(WORK REQUIRED) Once you find the line with "if let Err(e)" in the entries below, return exactly every line from it through the line with "let module = DemoModule::new();".

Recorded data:
Start of Block
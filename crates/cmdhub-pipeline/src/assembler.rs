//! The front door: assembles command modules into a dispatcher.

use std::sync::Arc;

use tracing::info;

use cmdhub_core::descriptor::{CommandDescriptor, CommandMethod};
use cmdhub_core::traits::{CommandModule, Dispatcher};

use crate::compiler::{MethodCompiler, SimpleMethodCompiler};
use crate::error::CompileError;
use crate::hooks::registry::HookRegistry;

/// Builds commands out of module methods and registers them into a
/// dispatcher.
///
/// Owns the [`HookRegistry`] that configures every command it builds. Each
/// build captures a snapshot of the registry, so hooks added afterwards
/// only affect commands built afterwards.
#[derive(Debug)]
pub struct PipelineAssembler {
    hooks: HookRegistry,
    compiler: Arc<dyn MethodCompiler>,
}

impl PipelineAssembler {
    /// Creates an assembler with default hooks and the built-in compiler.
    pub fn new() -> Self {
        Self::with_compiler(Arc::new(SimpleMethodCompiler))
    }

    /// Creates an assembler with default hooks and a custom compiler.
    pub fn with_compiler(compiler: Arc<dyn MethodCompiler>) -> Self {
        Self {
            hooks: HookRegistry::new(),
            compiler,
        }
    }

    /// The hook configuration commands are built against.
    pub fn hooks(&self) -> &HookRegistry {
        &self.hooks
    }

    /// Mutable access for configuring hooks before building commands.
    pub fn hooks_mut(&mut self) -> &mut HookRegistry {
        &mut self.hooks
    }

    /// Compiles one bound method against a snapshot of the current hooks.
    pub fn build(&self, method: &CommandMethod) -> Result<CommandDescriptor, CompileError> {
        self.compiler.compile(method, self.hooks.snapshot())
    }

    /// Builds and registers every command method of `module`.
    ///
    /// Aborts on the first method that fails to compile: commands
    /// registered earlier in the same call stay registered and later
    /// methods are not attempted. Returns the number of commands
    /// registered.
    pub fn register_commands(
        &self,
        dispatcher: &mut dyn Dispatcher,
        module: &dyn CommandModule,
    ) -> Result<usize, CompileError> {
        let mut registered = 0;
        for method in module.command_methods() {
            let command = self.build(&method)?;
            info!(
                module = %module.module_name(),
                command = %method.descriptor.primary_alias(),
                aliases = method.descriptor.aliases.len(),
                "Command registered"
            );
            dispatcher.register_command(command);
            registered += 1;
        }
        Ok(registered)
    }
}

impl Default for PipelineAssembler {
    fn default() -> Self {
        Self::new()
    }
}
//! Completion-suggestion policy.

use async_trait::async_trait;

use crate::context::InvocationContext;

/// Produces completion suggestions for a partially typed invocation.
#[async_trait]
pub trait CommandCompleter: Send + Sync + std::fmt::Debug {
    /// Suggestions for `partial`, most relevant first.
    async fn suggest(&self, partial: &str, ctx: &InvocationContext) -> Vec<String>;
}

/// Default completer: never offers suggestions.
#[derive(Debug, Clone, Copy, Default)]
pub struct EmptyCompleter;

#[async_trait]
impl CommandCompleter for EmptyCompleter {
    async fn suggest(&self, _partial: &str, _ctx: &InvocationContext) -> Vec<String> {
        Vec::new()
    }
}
End of Block
Start of Block
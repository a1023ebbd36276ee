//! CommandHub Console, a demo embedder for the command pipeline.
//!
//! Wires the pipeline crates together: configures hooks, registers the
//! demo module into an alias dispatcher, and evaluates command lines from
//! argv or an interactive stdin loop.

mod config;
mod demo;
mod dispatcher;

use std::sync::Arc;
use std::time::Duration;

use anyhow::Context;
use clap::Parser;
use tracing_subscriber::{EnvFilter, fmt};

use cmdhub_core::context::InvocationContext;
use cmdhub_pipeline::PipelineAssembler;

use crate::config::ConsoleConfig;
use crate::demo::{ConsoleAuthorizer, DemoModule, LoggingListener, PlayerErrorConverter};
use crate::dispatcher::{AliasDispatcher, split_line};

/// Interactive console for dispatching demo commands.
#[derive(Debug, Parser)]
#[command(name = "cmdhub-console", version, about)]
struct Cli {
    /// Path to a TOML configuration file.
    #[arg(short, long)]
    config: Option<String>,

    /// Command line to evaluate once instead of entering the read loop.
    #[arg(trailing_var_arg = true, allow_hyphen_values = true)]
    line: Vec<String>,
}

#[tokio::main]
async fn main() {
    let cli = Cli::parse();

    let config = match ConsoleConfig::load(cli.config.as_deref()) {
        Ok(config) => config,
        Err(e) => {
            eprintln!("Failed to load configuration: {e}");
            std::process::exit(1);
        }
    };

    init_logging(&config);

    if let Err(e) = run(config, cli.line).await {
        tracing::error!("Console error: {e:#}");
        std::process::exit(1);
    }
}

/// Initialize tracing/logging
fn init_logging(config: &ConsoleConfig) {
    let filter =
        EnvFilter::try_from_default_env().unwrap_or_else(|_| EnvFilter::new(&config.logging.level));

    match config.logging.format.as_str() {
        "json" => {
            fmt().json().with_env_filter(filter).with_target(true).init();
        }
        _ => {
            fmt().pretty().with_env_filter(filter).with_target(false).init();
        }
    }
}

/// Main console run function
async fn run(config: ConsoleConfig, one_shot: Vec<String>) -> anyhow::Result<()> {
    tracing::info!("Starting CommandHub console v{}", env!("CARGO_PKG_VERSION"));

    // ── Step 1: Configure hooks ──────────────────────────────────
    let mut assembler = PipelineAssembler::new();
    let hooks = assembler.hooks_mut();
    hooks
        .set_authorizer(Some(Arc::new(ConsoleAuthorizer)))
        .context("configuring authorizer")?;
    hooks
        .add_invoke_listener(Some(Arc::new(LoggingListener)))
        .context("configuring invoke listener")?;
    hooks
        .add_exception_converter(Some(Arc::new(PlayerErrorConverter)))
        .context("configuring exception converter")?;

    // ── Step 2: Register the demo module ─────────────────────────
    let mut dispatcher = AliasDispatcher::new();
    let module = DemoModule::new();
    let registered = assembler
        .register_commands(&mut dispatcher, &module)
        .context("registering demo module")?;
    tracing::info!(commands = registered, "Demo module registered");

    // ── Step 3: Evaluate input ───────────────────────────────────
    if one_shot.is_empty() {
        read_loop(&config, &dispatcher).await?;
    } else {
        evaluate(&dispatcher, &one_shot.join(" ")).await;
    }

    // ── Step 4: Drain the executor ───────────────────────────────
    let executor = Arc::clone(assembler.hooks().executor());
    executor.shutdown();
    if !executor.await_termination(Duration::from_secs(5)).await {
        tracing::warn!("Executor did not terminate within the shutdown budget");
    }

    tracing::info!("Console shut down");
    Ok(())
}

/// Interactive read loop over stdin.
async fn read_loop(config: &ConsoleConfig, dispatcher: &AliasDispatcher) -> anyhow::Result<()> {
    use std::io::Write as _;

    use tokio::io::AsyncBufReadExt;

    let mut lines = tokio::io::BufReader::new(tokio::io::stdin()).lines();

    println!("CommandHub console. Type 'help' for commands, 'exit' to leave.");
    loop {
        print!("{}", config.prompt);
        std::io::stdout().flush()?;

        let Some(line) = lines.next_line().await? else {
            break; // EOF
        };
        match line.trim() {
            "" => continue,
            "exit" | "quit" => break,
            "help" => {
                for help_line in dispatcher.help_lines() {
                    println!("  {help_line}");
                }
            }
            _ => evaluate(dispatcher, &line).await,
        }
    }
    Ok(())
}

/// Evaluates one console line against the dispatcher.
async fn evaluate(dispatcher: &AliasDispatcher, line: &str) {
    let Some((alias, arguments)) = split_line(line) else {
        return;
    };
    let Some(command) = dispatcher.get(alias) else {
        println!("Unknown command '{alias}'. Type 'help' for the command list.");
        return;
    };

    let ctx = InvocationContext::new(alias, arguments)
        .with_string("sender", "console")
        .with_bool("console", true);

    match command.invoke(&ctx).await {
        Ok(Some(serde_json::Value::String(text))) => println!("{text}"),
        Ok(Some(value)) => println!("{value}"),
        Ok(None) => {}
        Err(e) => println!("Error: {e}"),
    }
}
End of Block
(OUTPUT FOR THIS TASK)
    if let Err(e) = run(config, cli.line).await {
        tracing::error!("Console error: {e:#}");
        std::process::exit(1);
    }
}

/// Initialize tracing/logging
fn init_logging(config: &ConsoleConfig) {
    let filter =
        EnvFilter::try_from_default_env().unwrap_or_else(|_| EnvFilter::new(&config.logging.level));

    match config.logging.format.as_str() {
        "json" => {
            fmt().json().with_env_filter(filter).with_target(true).init();
        }
        _ => {
            fmt().pretty().with_env_filter(filter).with_target(false).init();
        }
    }
}

/// Main console run function
async fn run(config: ConsoleConfig, one_shot: Vec<String>) -> anyhow::Result<()> {
    tracing::info!("Starting CommandHub console v{}", env!("CARGO_PKG_VERSION"));

    // ── Step 1: Configure hooks ──────────────────────────────────
    let mut assembler = PipelineAssembler::new();
    let hooks = assembler.hooks_mut();
    hooks
        .set_authorizer(Some(Arc::new(ConsoleAuthorizer)))
        .context("configuring authorizer")?;
    hooks
        .add_invoke_listener(Some(Arc::new(LoggingListener)))
        .context("configuring invoke listener")?;
    hooks
        .add_exception_converter(Some(Arc::new(PlayerErrorConverter)))
        .context("configuring exception converter")?;

    // ── Step 2: Register the demo module ─────────────────────────
    let mut dispatcher = AliasDispatcher::new();
    let module = DemoModule::new();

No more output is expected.